Your task:
The required output is a copy of each line in the material below that includes "TimerAction".

Data to examine:
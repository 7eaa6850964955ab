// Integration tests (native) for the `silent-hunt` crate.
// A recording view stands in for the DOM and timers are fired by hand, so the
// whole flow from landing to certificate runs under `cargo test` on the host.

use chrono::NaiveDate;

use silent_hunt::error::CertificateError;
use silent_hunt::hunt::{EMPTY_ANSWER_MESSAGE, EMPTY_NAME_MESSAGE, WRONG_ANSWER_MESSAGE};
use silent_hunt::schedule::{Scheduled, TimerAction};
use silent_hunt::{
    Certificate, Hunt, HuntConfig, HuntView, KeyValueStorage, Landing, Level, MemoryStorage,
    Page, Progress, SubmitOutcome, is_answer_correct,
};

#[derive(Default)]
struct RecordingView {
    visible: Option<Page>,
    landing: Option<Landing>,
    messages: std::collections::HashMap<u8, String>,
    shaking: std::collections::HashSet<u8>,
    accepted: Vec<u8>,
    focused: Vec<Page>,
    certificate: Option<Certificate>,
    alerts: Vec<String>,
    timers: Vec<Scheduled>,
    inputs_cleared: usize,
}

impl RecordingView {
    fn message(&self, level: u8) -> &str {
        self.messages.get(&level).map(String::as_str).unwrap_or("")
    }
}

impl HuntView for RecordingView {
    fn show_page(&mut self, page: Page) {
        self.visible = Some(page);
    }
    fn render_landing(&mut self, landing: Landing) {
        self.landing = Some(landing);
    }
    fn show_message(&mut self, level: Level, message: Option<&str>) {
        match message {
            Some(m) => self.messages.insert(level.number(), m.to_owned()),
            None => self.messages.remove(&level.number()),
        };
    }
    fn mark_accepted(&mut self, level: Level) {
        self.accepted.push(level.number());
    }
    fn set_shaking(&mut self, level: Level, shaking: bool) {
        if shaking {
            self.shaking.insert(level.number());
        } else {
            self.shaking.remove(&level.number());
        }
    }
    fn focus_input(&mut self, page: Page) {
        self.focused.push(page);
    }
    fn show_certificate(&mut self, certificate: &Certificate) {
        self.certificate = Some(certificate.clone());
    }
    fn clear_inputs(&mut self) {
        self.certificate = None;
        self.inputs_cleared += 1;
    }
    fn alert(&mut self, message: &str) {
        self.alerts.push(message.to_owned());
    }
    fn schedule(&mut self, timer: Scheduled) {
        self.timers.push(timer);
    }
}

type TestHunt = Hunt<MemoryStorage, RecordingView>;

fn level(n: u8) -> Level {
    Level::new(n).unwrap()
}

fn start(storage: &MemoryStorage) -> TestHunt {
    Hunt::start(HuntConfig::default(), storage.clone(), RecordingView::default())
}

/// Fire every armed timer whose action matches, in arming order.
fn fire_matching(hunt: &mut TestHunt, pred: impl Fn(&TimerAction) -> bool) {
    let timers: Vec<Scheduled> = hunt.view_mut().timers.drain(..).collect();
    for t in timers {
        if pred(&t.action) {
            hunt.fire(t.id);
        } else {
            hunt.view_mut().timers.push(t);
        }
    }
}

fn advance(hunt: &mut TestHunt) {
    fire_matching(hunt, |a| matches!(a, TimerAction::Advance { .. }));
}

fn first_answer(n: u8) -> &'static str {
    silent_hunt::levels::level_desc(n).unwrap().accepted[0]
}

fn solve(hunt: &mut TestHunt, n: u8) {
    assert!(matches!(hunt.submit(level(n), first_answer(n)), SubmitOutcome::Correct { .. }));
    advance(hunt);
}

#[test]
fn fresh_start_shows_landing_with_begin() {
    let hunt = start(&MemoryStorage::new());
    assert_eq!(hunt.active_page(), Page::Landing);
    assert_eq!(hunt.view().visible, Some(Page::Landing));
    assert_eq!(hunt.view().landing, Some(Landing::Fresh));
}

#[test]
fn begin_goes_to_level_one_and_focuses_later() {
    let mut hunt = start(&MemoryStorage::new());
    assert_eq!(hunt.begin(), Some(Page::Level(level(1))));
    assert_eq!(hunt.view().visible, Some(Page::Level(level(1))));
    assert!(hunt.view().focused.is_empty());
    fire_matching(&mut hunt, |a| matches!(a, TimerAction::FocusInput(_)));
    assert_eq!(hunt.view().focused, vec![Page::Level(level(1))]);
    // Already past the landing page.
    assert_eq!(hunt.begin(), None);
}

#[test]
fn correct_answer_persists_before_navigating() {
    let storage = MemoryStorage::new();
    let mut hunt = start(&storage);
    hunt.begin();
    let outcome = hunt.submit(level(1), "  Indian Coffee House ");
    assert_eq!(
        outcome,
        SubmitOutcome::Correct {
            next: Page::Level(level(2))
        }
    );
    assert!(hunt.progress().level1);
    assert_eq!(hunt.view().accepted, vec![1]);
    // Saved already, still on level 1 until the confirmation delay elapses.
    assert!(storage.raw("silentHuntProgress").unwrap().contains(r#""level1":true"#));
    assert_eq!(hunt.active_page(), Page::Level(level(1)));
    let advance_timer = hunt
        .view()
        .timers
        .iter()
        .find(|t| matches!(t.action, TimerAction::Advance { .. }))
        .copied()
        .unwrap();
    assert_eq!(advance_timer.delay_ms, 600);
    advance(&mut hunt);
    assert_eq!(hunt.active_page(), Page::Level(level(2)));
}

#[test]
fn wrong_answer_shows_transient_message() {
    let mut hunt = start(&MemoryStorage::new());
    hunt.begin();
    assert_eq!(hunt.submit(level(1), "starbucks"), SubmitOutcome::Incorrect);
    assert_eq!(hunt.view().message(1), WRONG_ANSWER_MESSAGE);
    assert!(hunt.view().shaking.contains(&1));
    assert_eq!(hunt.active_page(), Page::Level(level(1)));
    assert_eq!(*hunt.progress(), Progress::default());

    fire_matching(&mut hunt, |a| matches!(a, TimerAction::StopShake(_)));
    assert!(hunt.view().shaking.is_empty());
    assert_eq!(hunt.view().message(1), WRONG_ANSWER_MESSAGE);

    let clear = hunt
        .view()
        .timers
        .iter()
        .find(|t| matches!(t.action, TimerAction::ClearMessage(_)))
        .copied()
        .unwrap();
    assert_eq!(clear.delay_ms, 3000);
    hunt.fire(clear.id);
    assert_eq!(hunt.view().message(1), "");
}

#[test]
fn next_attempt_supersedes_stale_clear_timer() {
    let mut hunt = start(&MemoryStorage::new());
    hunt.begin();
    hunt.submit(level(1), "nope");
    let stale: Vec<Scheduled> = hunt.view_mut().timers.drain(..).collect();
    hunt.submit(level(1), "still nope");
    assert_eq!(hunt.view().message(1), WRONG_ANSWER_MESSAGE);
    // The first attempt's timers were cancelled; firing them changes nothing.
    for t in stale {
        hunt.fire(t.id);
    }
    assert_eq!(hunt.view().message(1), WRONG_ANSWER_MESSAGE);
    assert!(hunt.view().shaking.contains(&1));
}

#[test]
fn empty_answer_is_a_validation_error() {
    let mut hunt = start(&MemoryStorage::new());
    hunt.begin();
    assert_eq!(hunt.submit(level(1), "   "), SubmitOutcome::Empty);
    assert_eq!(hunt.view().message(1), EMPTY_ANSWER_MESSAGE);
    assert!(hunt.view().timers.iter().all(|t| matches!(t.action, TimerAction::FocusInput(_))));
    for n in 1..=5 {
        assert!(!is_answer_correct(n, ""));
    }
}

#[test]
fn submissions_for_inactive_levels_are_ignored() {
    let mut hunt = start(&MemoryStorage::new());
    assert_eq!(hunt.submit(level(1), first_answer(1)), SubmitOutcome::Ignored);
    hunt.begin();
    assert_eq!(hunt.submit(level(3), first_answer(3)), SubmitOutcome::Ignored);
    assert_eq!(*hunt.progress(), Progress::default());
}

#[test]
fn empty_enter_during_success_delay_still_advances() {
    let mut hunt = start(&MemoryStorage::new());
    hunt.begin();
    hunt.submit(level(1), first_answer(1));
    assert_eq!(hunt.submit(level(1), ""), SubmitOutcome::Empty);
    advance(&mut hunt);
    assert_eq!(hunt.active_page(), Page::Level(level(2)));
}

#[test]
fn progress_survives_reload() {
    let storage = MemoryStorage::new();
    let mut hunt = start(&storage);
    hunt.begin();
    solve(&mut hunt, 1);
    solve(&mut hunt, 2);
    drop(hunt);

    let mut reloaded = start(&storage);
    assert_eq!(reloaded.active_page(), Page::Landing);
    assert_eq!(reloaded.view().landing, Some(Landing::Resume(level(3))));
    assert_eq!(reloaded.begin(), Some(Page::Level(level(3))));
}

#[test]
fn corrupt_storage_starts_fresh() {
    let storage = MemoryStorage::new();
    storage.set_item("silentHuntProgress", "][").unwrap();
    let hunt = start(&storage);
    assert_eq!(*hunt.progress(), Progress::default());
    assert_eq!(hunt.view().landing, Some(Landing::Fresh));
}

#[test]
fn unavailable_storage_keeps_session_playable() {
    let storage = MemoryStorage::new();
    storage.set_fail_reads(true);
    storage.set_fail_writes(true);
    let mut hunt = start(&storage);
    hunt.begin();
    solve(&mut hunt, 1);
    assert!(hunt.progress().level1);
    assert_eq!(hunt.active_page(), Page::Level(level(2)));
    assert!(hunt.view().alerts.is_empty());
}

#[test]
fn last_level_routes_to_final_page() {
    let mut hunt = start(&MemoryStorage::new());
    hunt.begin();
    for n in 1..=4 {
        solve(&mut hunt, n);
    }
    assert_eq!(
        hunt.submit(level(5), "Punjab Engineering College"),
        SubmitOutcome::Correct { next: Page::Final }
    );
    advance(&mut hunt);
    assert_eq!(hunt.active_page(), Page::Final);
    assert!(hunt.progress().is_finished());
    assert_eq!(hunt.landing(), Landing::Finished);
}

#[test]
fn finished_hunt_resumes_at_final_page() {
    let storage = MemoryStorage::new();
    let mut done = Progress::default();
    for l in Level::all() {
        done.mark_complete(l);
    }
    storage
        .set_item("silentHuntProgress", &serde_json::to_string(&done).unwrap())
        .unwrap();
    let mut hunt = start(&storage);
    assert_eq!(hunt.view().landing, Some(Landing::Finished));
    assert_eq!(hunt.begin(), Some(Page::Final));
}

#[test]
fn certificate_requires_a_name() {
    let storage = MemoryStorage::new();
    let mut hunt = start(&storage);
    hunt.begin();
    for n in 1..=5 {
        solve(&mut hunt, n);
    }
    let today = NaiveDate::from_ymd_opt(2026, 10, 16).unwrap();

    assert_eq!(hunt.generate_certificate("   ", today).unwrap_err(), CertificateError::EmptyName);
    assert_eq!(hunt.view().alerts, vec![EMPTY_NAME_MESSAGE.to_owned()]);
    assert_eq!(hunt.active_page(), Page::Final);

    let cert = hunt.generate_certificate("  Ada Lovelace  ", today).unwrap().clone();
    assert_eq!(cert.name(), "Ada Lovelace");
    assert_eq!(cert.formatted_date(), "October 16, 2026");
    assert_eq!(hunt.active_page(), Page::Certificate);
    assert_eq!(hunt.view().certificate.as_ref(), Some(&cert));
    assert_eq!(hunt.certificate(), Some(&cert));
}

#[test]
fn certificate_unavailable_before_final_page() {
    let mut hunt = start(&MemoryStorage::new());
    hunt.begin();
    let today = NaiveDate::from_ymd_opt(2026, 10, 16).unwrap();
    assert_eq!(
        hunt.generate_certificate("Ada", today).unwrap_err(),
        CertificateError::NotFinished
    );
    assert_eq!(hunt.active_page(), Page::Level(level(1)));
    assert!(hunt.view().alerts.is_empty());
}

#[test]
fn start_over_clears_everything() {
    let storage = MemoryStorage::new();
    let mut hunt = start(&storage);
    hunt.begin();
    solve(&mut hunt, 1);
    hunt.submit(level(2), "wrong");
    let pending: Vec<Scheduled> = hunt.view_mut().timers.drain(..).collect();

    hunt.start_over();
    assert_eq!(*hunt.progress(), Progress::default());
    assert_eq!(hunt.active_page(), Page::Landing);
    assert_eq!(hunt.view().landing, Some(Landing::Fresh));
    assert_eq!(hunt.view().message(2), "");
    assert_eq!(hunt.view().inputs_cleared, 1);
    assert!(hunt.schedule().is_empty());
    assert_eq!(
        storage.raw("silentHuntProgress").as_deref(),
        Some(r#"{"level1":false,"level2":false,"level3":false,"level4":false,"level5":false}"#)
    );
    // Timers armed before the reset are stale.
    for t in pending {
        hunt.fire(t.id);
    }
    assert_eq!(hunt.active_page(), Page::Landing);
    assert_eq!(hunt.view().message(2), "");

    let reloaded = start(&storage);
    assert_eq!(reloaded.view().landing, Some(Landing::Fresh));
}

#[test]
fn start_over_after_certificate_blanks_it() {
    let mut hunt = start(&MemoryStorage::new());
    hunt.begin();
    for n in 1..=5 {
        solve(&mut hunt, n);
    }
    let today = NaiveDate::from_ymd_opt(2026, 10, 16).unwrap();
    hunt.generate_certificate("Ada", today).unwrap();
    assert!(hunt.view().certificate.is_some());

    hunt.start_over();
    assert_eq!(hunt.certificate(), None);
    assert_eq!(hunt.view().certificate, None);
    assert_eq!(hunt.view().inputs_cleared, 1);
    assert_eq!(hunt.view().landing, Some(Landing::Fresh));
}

Output of the task:
use silent_hunt::schedule::{Scheduled, TimerAction};
fn fire_matching(hunt: &mut TestHunt, pred: impl Fn(&TimerAction) -> bool) {
    fire_matching(hunt, |a| matches!(a, TimerAction::Advance { .. }));
    fire_matching(&mut hunt, |a| matches!(a, TimerAction::FocusInput(_)));
        .find(|t| matches!(t.action, TimerAction::Advance { .. }))
    fire_matching(&mut hunt, |a| matches!(a, TimerAction::StopShake(_)));
        .find(|t| matches!(t.action, TimerAction::ClearMessage(_)))
    assert!(hunt.view().timers.iter().all(|t| matches!(t.action, TimerAction::FocusInput(_))));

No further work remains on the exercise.